Low-cost silicon-germanium (SiGe) transceivers in the 122-GHz range are on track to eventually serve sensor, imaging, and communications applications. For example, a group of researchers has presented the iterative design of an integrated subharmonic receiver from 120 to 127 GHz. It comprises a single-ended low-noise amplifier (LNA), a 60-GHz push-push voltage-controlled oscillator (VCO) with 1/32 divider, polyphase filter, and subharmonic mixer. The receiver, which is fabricated in silicon-germanium:carbide (SiGe:C) BiCMOS technology, delivers a cutoff frequency (fT) of 255 GHz and maximum frequency of oscillator (fMAX) of 315 GHz. The researchers behind this project are IHP GmbH's Klaus Schmalz, Johannes Borngrber, Bernd Heinemann, and J. Christoph Scheytt together with Silicon Radar GmbH's Wolfgang Winkler and Wojciech Debski.

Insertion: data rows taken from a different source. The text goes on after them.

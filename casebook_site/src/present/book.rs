//! The book reader - one chapter page, shown one entry at a time.
//!
//! Moving past the first or last entry leaves the page for the adjacent
//! chapter; backwards moves land on that chapter's last entry.

use casebook_model::{Chapter, Entry};
use serde_json::json;

use super::html::{element, escape_html, script_global, text_element};
use super::text::{format_date, split_paragraphs};

/// Location fragment that opens a chapter on its final entry.
pub const LAST_ENTRY_FRAGMENT: &str = "last";

/// URL of a chapter page, optionally opened on its last entry.
pub fn chapter_url(slug: &str, at_last_entry: bool) -> String {
    if at_last_entry {
        format!("/book/{slug}.html#{LAST_ENTRY_FRAGMENT}")
    } else {
        format!("/book/{slug}.html")
    }
}

/// `"<formatted date> - <location>"`, with an empty location when absent.
pub fn entry_date_line(entry: &Entry) -> String {
    format!(
        "{} - {}",
        format_date(&entry.date),
        entry.location.as_deref().unwrap_or_default()
    )
}

/// Entry content as paragraph markup, wrapped in emphasis for italic entries.
pub fn entry_content_html(entry: &Entry) -> String {
    let paragraphs: String = split_paragraphs(&entry.content)
        .iter()
        .map(|paragraph| element("p", None, paragraph))
        .collect();
    if entry.is_italic {
        element("em", None, &paragraphs)
    } else {
        paragraphs
    }
}

/// Pick the entry to open from the page's location fragment.
///
/// `last` opens the final entry; a leading positive number `k` within the
/// entry count opens entry `k - 1`; anything else opens the first entry.
pub fn start_entry(fragment: Option<&str>, entry_count: usize) -> usize {
    match fragment {
        Some(LAST_ENTRY_FRAGMENT) => entry_count.saturating_sub(1),
        Some(fragment) => match leading_number(fragment) {
            Some(number) if number > 0 && number <= entry_count => number - 1,
            _ => 0,
        },
        None => 0,
    }
}

// Integer prefix of the fragment, ignoring leading whitespace ("3abc" -> 3).
fn leading_number(fragment: &str) -> Option<usize> {
    let trimmed = fragment.trim_start();
    let digits = trimmed.strip_prefix('+').unwrap_or(trimmed);
    let end = digits
        .find(|c: char| !c.is_ascii_digit())
        .unwrap_or(digits.len());
    digits[..end].parse().ok()
}

#[derive(Debug, Clone, Copy, PartialEq, Eq)]
pub struct ButtonState {
    pub label: &'static str,
    pub disabled: bool,
}

/// Everything the reader shows for one entry.
#[derive(Debug, Clone, PartialEq)]
pub struct EntryView {
    pub index: usize,
    pub date_line: String,
    pub content_html: String,
    /// `Entry i of n`.
    pub page_label: String,
    /// Fragment the location is set to while the entry is shown.
    pub fragment: String,
    pub previous: ButtonState,
    pub next: ButtonState,
}

/// Result of a previous/next action.
#[derive(Debug, Clone, PartialEq, Eq)]
pub enum Navigation {
    /// Show another entry of this chapter.
    Entry(usize),
    /// Leave for another page.
    Page(String),
    /// Nothing further in that direction.
    Stay,
}

/// Reading position within one chapter.
#[derive(Debug, Clone)]
pub struct BookReader<'a> {
    entries: &'a [Entry],
    prev_chapter: Option<&'a str>,
    next_chapter: Option<&'a str>,
    current: usize,
}

impl<'a> BookReader<'a> {
    /// Open a chapter on its first entry.
    pub fn new(chapter: &'a Chapter) -> Self {
        Self {
            entries: &chapter.data.entries,
            prev_chapter: chapter.prev_slug.as_ref().map(|s| s.as_str()),
            next_chapter: chapter.next_slug.as_ref().map(|s| s.as_str()),
            current: 0,
        }
    }

    /// Open a chapter at the entry named by a location fragment.
    pub fn open(chapter: &'a Chapter, fragment: Option<&str>) -> Self {
        let mut reader = Self::new(chapter);
        reader.current = start_entry(fragment, reader.entries.len());
        reader
    }

    pub fn current(&self) -> usize {
        self.current
    }

    /// View of the current entry; `None` for a chapter without entries.
    pub fn view(&self) -> Option<EntryView> {
        self.entry_view(self.current)
    }

    pub fn entry_view(&self, index: usize) -> Option<EntryView> {
        let entry = self.entries.get(index)?;
        let is_first = index == 0;
        let is_last = index + 1 == self.entries.len();

        let previous = ButtonState {
            label: if is_first && self.prev_chapter.is_some() {
                "← Previous Chapter"
            } else {
                "← Previous Entry"
            },
            disabled: is_first && self.prev_chapter.is_none(),
        };
        let next = ButtonState {
            label: if is_last && self.next_chapter.is_some() {
                "Next Chapter →"
            } else {
                "Next Entry →"
            },
            disabled: is_last && self.next_chapter.is_none(),
        };

        Some(EntryView {
            index,
            date_line: entry_date_line(entry),
            content_html: entry_content_html(entry),
            page_label: format!("Entry {} of {}", index + 1, self.entries.len()),
            fragment: (index + 1).to_string(),
            previous,
            next,
        })
    }

    /// Step back one entry, or leave for the previous chapter's last entry.
    pub fn previous(&mut self) -> Navigation {
        if self.current > 0 {
            self.current -= 1;
            Navigation::Entry(self.current)
        } else if let Some(prev) = self.prev_chapter {
            Navigation::Page(chapter_url(prev, true))
        } else {
            Navigation::Stay
        }
    }

    /// Step forward one entry, or leave for the next chapter.
    pub fn next(&mut self) -> Navigation {
        if self.current + 1 < self.entries.len() {
            self.current += 1;
            Navigation::Entry(self.current)
        } else if let Some(next) = self.next_chapter {
            Navigation::Page(chapter_url(next, false))
        } else {
            Navigation::Stay
        }
    }
}

/// Render a chapter page: the first entry pre-filled, plus the page globals
/// `entries`, `prevChapter` and `nextChapter` for the in-page reader.
pub fn chapter_page_html(chapter: &Chapter) -> Result<String, serde_json::Error> {
    let reader = BookReader::new(chapter);
    let mut parts = vec![text_element("h1", Some("chapterTitle"), &chapter.display_title())];

    if let Some(view) = reader.view() {
        parts.push(text_element("div", Some("entryDate"), &view.date_line));
        parts.push(element("div", Some("entryContent"), &view.content_html));
        parts.push(text_element("div", Some("pageNum"), &view.page_label));
        parts.push(button("prevBtn", "previousEntry()", view.previous));
        parts.push(button("nextBtn", "nextEntry()", view.next));
    }

    let globals = [
        script_global("entries", &serde_json::to_value(&chapter.data.entries)?),
        script_global("prevChapter", &json!(chapter.prev_slug)),
        script_global("nextChapter", &json!(chapter.next_slug)),
    ]
    .join("\n");
    parts.push(element("script", None, &globals));

    Ok(parts.join("\n"))
}

fn button(id: &str, action: &str, state: ButtonState) -> String {
    format!(
        "<button id=\"{id}\" onclick=\"{action}\"{}>{}</button>",
        if state.disabled { " disabled" } else { "" },
        escape_html(state.label)
    )
}
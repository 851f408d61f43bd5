//! Site configuration.

use serde::{Deserialize, Serialize};
use std::path::{Path, PathBuf};

use crate::error::ConfigError;

/// Configuration for a site build, read from an optional TOML file.
///
/// ```toml
/// data_dir = "data"
/// output_dir = "_site"
/// reader = "detective"
/// ```
#[derive(Debug, Clone, PartialEq, Serialize, Deserialize)]
#[serde(default)]
pub struct SiteConfig {
    /// Root of the content tree (`book/`, `character/`, `skills.json`, ...).
    pub data_dir: PathBuf,

    /// Where the rendered pages are written.
    pub output_dir: PathBuf,

    /// Character identity used to pick interpretations on clue and journal
    /// pages. `None` renders every observation hidden.
    pub reader: Option<String>,
}

impl Default for SiteConfig {
    fn default() -> Self {
        Self {
            data_dir: PathBuf::from("data"),
            output_dir: PathBuf::from("_site"),
            reader: None,
        }
    }
}

impl SiteConfig {
    /// Parse a configuration; missing keys take their defaults.
    pub fn from_toml_str(source: &str) -> Result<Self, toml::de::Error> {
        toml::from_str(source)
    }

    /// Read and parse a configuration file.
    pub fn load(path: &Path) -> Result<Self, ConfigError> {
        let source = std::fs::read_to_string(path).map_err(|source| ConfigError::Io {
            path: path.to_path_buf(),
            source,
        })?;
        Self::from_toml_str(&source).map_err(|source| ConfigError::Toml {
            path: path.to_path_buf(),
            source,
        })
    }

    /// Set the reader identity.
    pub fn with_reader(mut self, reader: impl Into<String>) -> Self {
        self.reader = Some(reader.into());
        self
    }
}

In their first design, the receiver's differential downconversion gain is 25 dB at 127 GHz with 11 dB noise. The 3-dB bandwidth spans 125 to 129 GHz. The receiver provides an input 1-dB compression point of -40 dBm. It draws 139 mA from a supply voltage of +3.3 VDC. In a subsequent design, the receiver provided 31 dB differential gain and 11 dB noise at 122 GHz. The 3-dB bandwidth covered 121 to 124 GHz. Thanks to integrated bandpass filtering, the receiver boasts a noise figure of 8 dB for the 3-GHz intermediate frequency.
The team used transformer coupling between the LNA and the subharmonic mixer in the 122- GHz receiver together with parasitic coupling effects. As an alternative solution, they also optimized the LNA. In doing so, they obtained RF bandpass-filtering characteristics by the LNA itself. After evaluating receiver and subcircuit chips, they found that the highest conversion gain for the receiver was obtained around 127 GHz. See "A Subharmonic Receiver in SiGe Technology for 122 GHz Sensor Applications," IEEE Journal Of Solid-State Circuits, September 2010, p. 1644.